Numa achega ao adversário, Carneiro criticou até a "candidatura que prometeu reconhecer tudo aos professores e, mais, reconhecer tudo à Administração Pública".
"Problemas por resolver" na saúde
Com a crise na saúde, José Luís Carneiro admite que essa "é uma das maiores preocupações dos portugueses" e quer dar seguimento ao reforço do investimento público" dos governos de António Costa. Promete também um "compromisso plurianual" para o investimento em equipamentos e nas infraestruturas, mas também para a valorização dos profissionais.
O Serviço Nacional de Saúde é a joia da coroa para todos os candidatos socialistas e Pedro Nuno Santos, numa ação de campanha, almoçou até no Hospital de Santa Maria, com o apoiante Álvaro Beleza, para mostrar que "à entrada deste hospital, ninguém pergunta se tem capacidade financeira para pagar o tratamento".
No entanto, o candidato da ala esquerda deixa as propostas para mais tarde, reconhece que "há problemas por resolver" e garante que "estão identificados". De resto, o ministro da Saúde, Manuel Pizarro, apoia Pedro Nuno Santos.
Debates recusados por Pedro Nuno
A reforma do sistema eleitoral é outra das prioridades de José Luís Carneiro, embora o novo modelo de sistema eleitoral "não esteja concretizado" já que a candidatura quer promover "um debate alargado no PS e com a sociedade civil".
A proposta é também seguida pelo candidato da terceira via, Daniel Adrião, que pede uma reforma "para que os cidadãos portugueses tenham os mesmos direitos dos outros cidadãos europeus e possam votar diretamente nos deputados que querem eleger". Chama até "aberração" ao sistema eleitoral português.
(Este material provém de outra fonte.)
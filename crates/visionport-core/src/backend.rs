use crate::{
    BindingDirection, BindingSet, BindingSpec, BuildConstraints, DeviceAllocator, ModelArtifact,
    Precision, Result,
};

/// Turns a serialized graph into an engine for one device.
///
/// Compilation is expensive; compile once and reuse the engine.
pub trait EngineCompiler {
    type Engine: CompiledEngine;

    fn name(&self) -> &'static str;

    fn compile(
        &self,
        artifact: &ModelArtifact,
        constraints: &BuildConstraints,
        allocator: &DeviceAllocator,
    ) -> Result<Self::Engine>;
}

/// Immutable result of compilation.
pub trait CompiledEngine {
    /// Contexts borrow the engine, so an engine always outlives them.
    type Context<'e>: ExecutionContext
    where
        Self: 'e;

    fn bindings(&self) -> &[BindingSpec];

    /// Precision chosen at build time. Never re-probed.
    fn precision(&self) -> Precision;

    fn max_batch(&self) -> usize;

    /// One live context per engine; a second concurrent request fails.
    fn create_context(&self) -> Result<Self::Context<'_>>;

    fn first_binding(&self, direction: BindingDirection) -> Option<&BindingSpec> {
        self.bindings().iter().find(|b| b.direction == direction)
    }
}

pub trait ExecutionContext {
    /// Queue one execution over `bindings`. Results are only guaranteed
    /// visible after `synchronize`.
    fn enqueue(&mut self, bindings: &mut BindingSet) -> Result<()>;

    fn synchronize(&mut self) -> Result<()>;
}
Adrião reclama agora vitória na competição "das ideias" e diz que "é o original e não a copia": "Estas são ideias que nós sempre defendemos e que agora outros dizem defender depois de tantos anos a ocupar cargos".
A campanha termina sem debates entre os candidatos, apesar de as eleições marcarem uma nova página no partido. No passado, António Guterres e Jorge Sampaio debateram entre si, tal como António Costa e António José Seguro, mas, desta vez, Pedro Nuno Santos recusou.
A três meses das eleições legislativas, o antigo ministro defendeu que os debates internos "serviram para dar argumentos à direita". Na resposta, Carneiro lembrou que os "monólogos não são próprios da democracia". Adrião partilhou a visão de Carneiro.
Entre sexta-feira e sábado, é tempo de colocar os votos nas urnas para escolher o sucessor de António Costa à frente do PS. A votação começa, esta sexta-feira, em várias federações distritais e termina no sábado noutros pontos do país.